The servo you have fitted is the correct type for the year with solid discs.

Is it possible that the previous servo was the later type? I believe they're compatible with the master cylinder mounts.

You can test for a faulty servo by pressing the brake pedal a few times with the engine off. Then while keeping your foot on the pedal, start the engine. If the servo diaphragm is ok, the pedal will drop as the engine starts to apply vacuum. If the pedal doesn't drop, then it's faulty.

You can also check that vacuum is remaining in the servo for a period of time. If the pedal drop test is ok. Switch off the engine and apply the brakes a few times. If the vacuum is being held, the pedal pressure will increase with each pedal push.

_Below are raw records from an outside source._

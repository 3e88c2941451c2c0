//! The `sink` module defines where encoded bytes go: an append-only byte
//! sink that receives one whole entry per call, plus the exact-capacity
//! buffer entries are assembled in.

use crate::error::{Error, Result};
use parking_lot::Mutex;
use std::fs::File;
use std::io::{BufWriter, Write};
use std::path::Path;
use std::sync::Arc;

/// An append-only byte sink.
///
/// Writers hand a sink one complete entry at a time, so a mid-entry
/// truncation cannot occur under an atomic `put`. No buffering guarantees
/// are made to callers; a sink may buffer internally until `flush`.
pub trait Sink: Send {
  /// Appends `entry` in full.
  fn put(&mut self, entry: &[u8]) -> Result<()>;

  /// Pushes any internally buffered bytes to the underlying medium.
  fn flush(&mut self) -> Result<()> {
    Ok(())
  }
}

/// A buffered file sink.
pub struct FileSink {
  out: BufWriter<File>,
}

impl FileSink {
  /// Creates (or truncates) the file at `path`.
  pub fn create<P: AsRef<Path>>(path: P) -> Result<Self> {
    let file = File::create(path)?;
    Ok(FileSink {
      out: BufWriter::new(file),
    })
  }
}

impl Sink for FileSink {
  fn put(&mut self, entry: &[u8]) -> Result<()> {
    self.out.write_all(entry)?;
    Ok(())
  }

  fn flush(&mut self) -> Result<()> {
    self.out.flush()?;
    Ok(())
  }
}

/// Adapts any `Write` impl (pipes, sockets, ...) into a sink.
pub struct IoSink<W> {
  out: W,
}

impl<W: Write + Send> IoSink<W> {
  pub fn new(out: W) -> Self {
    IoSink { out }
  }
}

impl<W: Write + Send> Sink for IoSink<W> {
  fn put(&mut self, entry: &[u8]) -> Result<()> {
    self.out.write_all(entry)?;
    Ok(())
  }

  fn flush(&mut self) -> Result<()> {
    self.out.flush()?;
    Ok(())
  }
}

/// An in-memory sink over a shared buffer.
///
/// Cloning yields another handle to the same buffer, so a test or tool can
/// keep one clone, hand the other to a writer, and read the accumulated
/// stream back after the writer closes.
#[derive(Clone, Default)]
pub struct MemSink {
  buf: Arc<Mutex<Vec<u8>>>,
}

impl MemSink {
  pub fn new() -> Self {
    MemSink::default()
  }

  /// A snapshot of everything written so far.
  pub fn bytes(&self) -> Vec<u8> {
    self.buf.lock().clone()
  }

  pub fn len(&self) -> usize {
    self.buf.lock().len()
  }

  pub fn is_empty(&self) -> bool {
    self.buf.lock().is_empty()
  }
}

impl Sink for MemSink {
  fn put(&mut self, entry: &[u8]) -> Result<()> {
    self.buf.lock().extend_from_slice(entry);
    Ok(())
  }
}

/// An assembly buffer with a fixed byte budget.
///
/// Each log entry is built in one of these, sized up front from the schema's
/// own accounting. Writing past the budget fails immediately and `finish`
/// fails unless the buffer is exactly full, so a schema whose size and
/// encode methods disagree is caught before any byte reaches the sink.
///
/// All multi-byte values are written big-endian; strings are length-prefixed
/// UTF-8 with the length counting bytes, not codepoints.
pub struct EntryBuf {
  bytes: Vec<u8>,
  cap: usize,
}

impl EntryBuf {
  pub fn with_capacity(cap: usize) -> Self {
    EntryBuf {
      bytes: Vec::with_capacity(cap),
      cap,
    }
  }

  /// Bytes written so far.
  pub fn len(&self) -> usize {
    self.bytes.len()
  }

  pub fn is_empty(&self) -> bool {
    self.bytes.is_empty()
  }

  pub fn put_bytes(&mut self, bytes: &[u8]) -> Result<()> {
    if self.bytes.len() + bytes.len() > self.cap {
      return Err(Error::SizeMismatch {
        expected: self.cap,
        produced: self.bytes.len() + bytes.len(),
      });
    }
    self.bytes.extend_from_slice(bytes);
    Ok(())
  }

  pub fn put_i32(&mut self, v: i32) -> Result<()> {
    self.put_bytes(&v.to_be_bytes())
  }

  pub fn put_u16(&mut self, v: u16) -> Result<()> {
    self.put_bytes(&v.to_be_bytes())
  }

  pub fn put_i64(&mut self, v: i64) -> Result<()> {
    self.put_bytes(&v.to_be_bytes())
  }

  pub fn put_f64(&mut self, v: f64) -> Result<()> {
    self.put_bytes(&v.to_be_bytes())
  }

  pub fn put_bool(&mut self, v: bool) -> Result<()> {
    self.put_bytes(&[v as u8])
  }

  /// Writes an `i32` byte length followed by the UTF-8 bytes.
  pub fn put_str(&mut self, s: &str) -> Result<()> {
    let bytes = s.as_bytes();
    if bytes.len() > i32::MAX as usize {
      return Err(Error::Oversize {
        what: "string",
        len: bytes.len(),
      });
    }
    self.put_i32(bytes.len() as i32)?;
    self.put_bytes(bytes)
  }

  /// Consumes the buffer, failing unless every budgeted byte was written.
  pub fn finish(self) -> Result<Vec<u8>> {
    if self.bytes.len() != self.cap {
      return Err(Error::SizeMismatch {
        expected: self.cap,
        produced: self.bytes.len(),
      });
    }
    Ok(self.bytes)
  }
}

#[cfg(test)]
mod test {
  use super::*;

  #[test]
  fn exact_fill_finishes() {
    let mut buf = EntryBuf::with_capacity(6);
    buf.put_u16(0x0102).expect("u16");
    buf.put_i32(-1).expect("i32");
    assert_eq!(buf.finish().expect("full"), vec![1, 2, 0xff, 0xff, 0xff, 0xff]);
  }

  #[test]
  fn overflow_is_rejected() {
    let mut buf = EntryBuf::with_capacity(3);
    let err = buf.put_i32(7).unwrap_err();
    match err {
      Error::SizeMismatch { expected: 3, produced: 4 } => {}
      other => panic!("unexpected error: {:?}", other),
    }
  }

  #[test]
  fn underfull_finish_is_rejected() {
    let mut buf = EntryBuf::with_capacity(8);
    buf.put_i32(7).expect("i32");
    assert!(buf.finish().is_err());
  }

  #[test]
  fn strings_are_length_prefixed_in_bytes() {
    // two codepoints, three bytes
    let mut buf = EntryBuf::with_capacity(4 + 3);
    buf.put_str("aé").expect("str");
    assert_eq!(buf.finish().expect("full"), vec![0, 0, 0, 3, 0x61, 0xc3, 0xa9]);
  }

  #[test]
  fn mem_sink_accumulates_entries() {
    let sink = MemSink::new();
    let mut handle = sink.clone();
    handle.put(&[1, 2]).expect("put");
    handle.put(&[3]).expect("put");
    assert_eq!(sink.bytes(), vec![1, 2, 3]);
  }
}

You can normally get 3 or 4 assisted presses before all the stored vacuum is depleted.
 
I will do those tests again tomorrow and make as per your advice.

re servo the original was dual seam ans I believe pt no was sjb000010, but LR and other databases now quote SJG 100220 as the correct part for 1996-2007. yes master cylinder mounts same.
 
Nodge 4 images attached from microcat, 2 are front discs two are servo both pairs say from 1996 to 2006, the only way to determine which of each of the 2 parts to use is the chassis number but one of each pair starts at no 0000001 the other ends at 999999 ie 1st to last chassis number so there is no way to determine which is the right one for the vehicle without the old part.

however I am certain I used to have vented discs and now have solid as both were changed a few years back and you can see they are not 18yrs old, that would tie in with your vented/dual diaphram combination, although for a while I was driving with solids and a dual diaphram servo.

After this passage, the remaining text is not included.